On our bed in the Australia Hotel twenty miles out of Tamworth, we lay back in a tangle of limbs. I felt as if I could be close to him like that for a very long time. I adored his arms and especially his shoulders, the long strong muscles, and his big, long fingered hands, all his rhythms. His palms were rough and calloused. I liked that. Later, I would massage creams into his hands when his skin was dry from plaster or bricks. His back and chest were beautiful, the skin of his neck incredibly soft. He was so young still that he couldn’t have grown the beard then, that he needs now to shave. His sweat smelt so good.
By the fourth day I knew that I was crazy for him but that I was also tempted to walk away. As we drove home along the highway with the bright sky above us and the grey-green trees from the state forest whipping by, I squandered that clarity. He put in a strong-scented tape, Elvis or Johnny Cash or Neil Young. We’d got so excited and emotional about Johnny that weekend.
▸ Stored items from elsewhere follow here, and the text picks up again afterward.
//! Role-gated status transitions.
//!
//! | role       | relationship      | precondition               | targets                                          |
//! |------------|-------------------|----------------------------|--------------------------------------------------|
//! | restaurant | owns restaurant   | none                       | restaurant_confirmed, ready_for_pickup, canceled |
//! | courier    | assigned courier  | none                       | in_transit, delivered                            |
//! | client     | placed the order  | created or pending_payment | canceled                                         |
//!
//! Anything else is forbidden. The table is the whole legality contract;
//! there is no adjacency graph on top of it.

use tracing::info;

use super::events::{publish_order_event, OrderEvent};
use super::models::{Order, OrderStatus};
use super::store::{OrderGuard, OrderUpdate};
use crate::common::{Actor, DomainError, DomainResult, OrderId, Role};
use crate::kernel::ServerDeps;

const RESTAURANT_TARGETS: [OrderStatus; 3] = [
    OrderStatus::RestaurantConfirmed,
    OrderStatus::ReadyForPickup,
    OrderStatus::Canceled,
];

const COURIER_TARGETS: [OrderStatus; 2] = [OrderStatus::InTransit, OrderStatus::Delivered];

/// Checks the permission table and returns the guard the write must observe.
///
/// The guard restates the checked relationship so that a concurrent change
/// between this read and the write (a paid order, a reassigned courier)
/// makes the write fail instead of applying to a stale state.
pub fn authorize_transition(
    actor: &Actor,
    order: &Order,
    owns_restaurant: bool,
    target: OrderStatus,
) -> DomainResult<OrderGuard> {
    match actor.role {
        Role::Restaurant => {
            if !owns_restaurant {
                return Err(DomainError::forbidden("not this order's restaurant"));
            }
            if !RESTAURANT_TARGETS.contains(&target) {
                return Err(DomainError::forbidden(format!(
                    "restaurant cannot set status {}",
                    target
                )));
            }
            Ok(OrderGuard::any())
        }
        Role::Courier => {
            if !order.is_courier(actor.id) {
                return Err(DomainError::forbidden("not the assigned courier"));
            }
            if !COURIER_TARGETS.contains(&target) {
                return Err(DomainError::forbidden(format!(
                    "courier cannot set status {}",
                    target
                )));
            }
            Ok(OrderGuard::any().assigned_to(actor.id))
        }
        Role::Client => {
            if !order.is_client(actor.id) {
                return Err(DomainError::forbidden("not your order"));
            }
            if target != OrderStatus::Canceled {
                return Err(DomainError::forbidden(format!(
                    "client cannot set status {}",
                    target
                )));
            }
            if !OrderStatus::CLIENT_EDITABLE.contains(&order.status) {
                return Err(DomainError::forbidden(format!(
                    "order can no longer be canceled (status {})",
                    order.status
                )));
            }
            Ok(OrderGuard::in_statuses(&OrderStatus::CLIENT_EDITABLE).owned_by(actor.id))
        }
        Role::Admin => Err(DomainError::forbidden("admins cannot change order status")),
    }
}

/// Whether `actor` may read the order and follow its event feed.
pub fn can_view(actor: &Actor, order: &Order, owns_restaurant: bool) -> bool {
    match actor.role {
        Role::Admin => true,
        Role::Client => order.is_client(actor.id),
        Role::Courier => order.is_courier(actor.id),
        Role::Restaurant => owns_restaurant,
    }
}

/// Whether `actor` owns the restaurant the order was placed with.
pub async fn owns_restaurant(deps: &ServerDeps, actor: &Actor, order: &Order) -> DomainResult<bool> {
    if actor.role != Role::Restaurant {
        return Ok(false);
    }
    let restaurant = deps.restaurants.find_restaurant(order.restaurant_id).await?;
    Ok(restaurant.is_some_and(|r| r.owner_id == actor.id))
}

pub async fn load_order(deps: &ServerDeps, order_id: OrderId) -> DomainResult<Order> {
    deps.orders
        .find(order_id)
        .await?
        .ok_or_else(|| DomainError::not_found(format!("order {}", order_id)))
}

/// Moves an order to `target` on behalf of `actor`.
///
/// Emits one `status` event on success. A forbidden request changes nothing
/// and emits nothing; losing a race to a concurrent change yields `Conflict`.
pub async fn request_transition(
    deps: &ServerDeps,
    actor: Actor,
    order_id: OrderId,
    target: OrderStatus,
) -> DomainResult<Order> {
    let order = load_order(deps, order_id).await?;
    let owns = owns_restaurant(deps, &actor, &order).await?;
    let guard = authorize_transition(&actor, &order, owns, target)?;

    let updated = deps
        .orders
        .compare_and_set(order_id, &guard, &OrderUpdate::status(target))
        .await?
        .ok_or_else(|| DomainError::conflict("order changed concurrently, retry"))?;

    info!(
        order_id = %order_id,
        actor = %actor.id,
        role = %actor.role,
        from = %order.status,
        to = %target,
        "Order status changed"
    );
    publish_order_event(
        deps.events.as_ref(),
        OrderEvent::Status {
            order_id,
            status: target,
        },
    )
    .await;

    Ok(updated)
}

#[cfg(test)]
mod tests {
    use super::*;
    use crate::common::{RestaurantId, UserId};
    use chrono::Utc;
    use rust_decimal::Decimal;

    fn order(status: OrderStatus, client: UserId, courier: Option<UserId>) -> Order {
        let now = Utc::now();
        Order {
            id: OrderId::new(),
            client_id: client,
            restaurant_id: RestaurantId::new(),
            courier_id: courier,
            status,
            total: Decimal::new(1000, 2),
            payment_reference: String::new(),
            created_at: now,
            updated_at: now,
            items: Vec::new(),
        }
    }

    fn is_forbidden(result: DomainResult<OrderGuard>) -> bool {
        matches!(result, Err(DomainError::Forbidden(_)))
    }

    #[test]
    fn test_restaurant_owner_targets() {
        let actor = Actor::restaurant(UserId::new());
        let o = order(OrderStatus::Paid, UserId::new(), None);

        for target in OrderStatus::ALL {
            let result = authorize_transition(&actor, &o, true, target);
            assert_eq!(
                result.is_ok(),
                RESTAURANT_TARGETS.contains(&target),
                "restaurant -> {}",
                target
            );
        }
    }

    #[test]
    fn test_restaurant_non_owner_forbidden() {
        let actor = Actor::restaurant(UserId::new());
        let o = order(OrderStatus::Paid, UserId::new(), None);
        assert!(is_forbidden(authorize_transition(
            &actor,
            &o,
            false,
            OrderStatus::RestaurantConfirmed
        )));
    }

    #[test]
    fn test_assigned_courier_targets() {
        let courier = UserId::new();
        let actor = Actor::courier(courier);
        let o = order(OrderStatus::Accepted, UserId::new(), Some(courier));

        for target in OrderStatus::ALL {
            let result = authorize_transition(&actor, &o, false, target);
            assert_eq!(
                result.is_ok(),
                COURIER_TARGETS.contains(&target),
                "courier -> {}",
                target
            );
        }
    }

    #[test]
    fn test_assigned_courier_may_deliver_before_transit() {
        let courier = UserId::new();
        let o = order(OrderStatus::Accepted, UserId::new(), Some(courier));
        let guard =
            authorize_transition(&Actor::courier(courier), &o, false, OrderStatus::Delivered)
                .unwrap();
        assert_eq!(guard, OrderGuard::any().assigned_to(courier));
    }

    #[test]
    fn test_other_courier_forbidden() {
        let o = order(OrderStatus::Accepted, UserId::new(), Some(UserId::new()));
        assert!(is_forbidden(authorize_transition(
            &Actor::courier(UserId::new()),
            &o,
            false,
            OrderStatus::InTransit
        )));
    }

    #[test]
    fn test_client_cancel_only_early() {
        let client = UserId::new();
        let actor = Actor::client(client);

        for status in OrderStatus::ALL {
            let o = order(status, client, None);
            let result = authorize_transition(&actor, &o, false, OrderStatus::Canceled);
            assert_eq!(
                result.is_ok(),
                OrderStatus::CLIENT_EDITABLE.contains(&status),
                "client cancel from {}",
                status
            );
        }
    }

    #[test]
    fn test_client_cannot_deliver() {
        let client = UserId::new();
        let o = order(OrderStatus::Created, client, None);
        assert!(is_forbidden(authorize_transition(
            &Actor::client(client),
            &o,
            false,
            OrderStatus::Delivered
        )));
    }

    #[test]
    fn test_other_client_forbidden() {
        let o = order(OrderStatus::Created, UserId::new(), None);
        assert!(is_forbidden(authorize_transition(
            &Actor::client(UserId::new()),
            &o,
            false,
            OrderStatus::Canceled
        )));
    }

    #[test]
    fn test_admin_never_transitions() {
        let o = order(OrderStatus::Paid, UserId::new(), None);
        for target in OrderStatus::ALL {
            assert!(is_forbidden(authorize_transition(
                &Actor::admin(UserId::new()),
                &o,
                true,
                target
            )));
        }
    }

    #[test]
    fn test_can_view() {
        let client = UserId::new();
        let courier = UserId::new();
        let o = order(OrderStatus::Accepted, client, Some(courier));

        assert!(can_view(&Actor::client(client), &o, false));
        assert!(can_view(&Actor::courier(courier), &o, false));
        assert!(can_view(&Actor::restaurant(UserId::new()), &o, true));
        assert!(can_view(&Actor::admin(UserId::new()), &o, false));

        assert!(!can_view(&Actor::client(UserId::new()), &o, false));
        assert!(!can_view(&Actor::courier(UserId::new()), &o, false));
        assert!(!can_view(&Actor::restaurant(UserId::new()), &o, false));
    }
}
With his strong hands on the wheel of the car, my lover who would become my ex-husband said something fierce and heartfelt about loving me with a sweet, low feeling in his voice.
It takes a greater maturity than I had to know how to be loved more than you want to be, or can love a person back. Another way to put it, is that I was a coward. I didn’t have the guts to say, ‘You know what, you’re not quite right for me. I don’t want to be loved like that. We had a beautiful weekend. Goodbye, my love.’ But we were already deep in the song that had to be sung, and we couldn’t end it until it was truly worn down, and done.
I did love him boundlessly years later when we had our first child. It was then that I truly fell in love with him. He held her, our newborn, the both of them newly born. He gathered her in his large hands with such tenderness and confidence that I felt that there was nothing I needed to do beyond watching him father her. Many times, he held her so, as she grew out of his hands and into his arms and onto his lap and beyond it.
His eyes are very large and long lashed. It’s not unusual for men to have thicker, longer eyelashes than women. His brown eyes were so big that I could easily see myself reflected in them. This being seen was an optical lie, however, because it was often accompanied by my sense that he didn’t really see me at all, the me who wanted to be known. But then again, I didn’t know myself. There was our love and there were these gaps in understanding and my silences, and I was young and beautiful and he certainly saw that.
He danced badly and without embarrassment. He ate with good manners. He could play any sport well, but smoked cigarettes. When our son and I played soccer against him, the only way we could win was to exhaust him. We counted on outrunning him. He could barely get through a page of a book before falling asleep. He developed sleep apnea and I’d wake in the night to the sound of his choking, and have to gently shake him till he breathed again. He made jokes at other people’s expense. He wanted to be rich. It bothered him that we weren’t. He was clean in the bathroom. He constantly lied to me, as it turned out. I lied too, intermittently. I wish I hadn’t. I feel that strongly. I wish I had been a braver woman who saw unflinchingly to the crux of the matter, and was ready to say what I meant. I loved him enough, and we had our beautiful children, but I should have walked long before then, like the woman in Johnny’s song who says, ‘Yes, I’m in need of something… I used to love you a lot.’
The next time I see him I would like to reach across the pain between us, and say with the authority of someone who has known him well, ‘Actually I do remember, I do remember that I did love you a lot once,’ and see his sad face light up a little.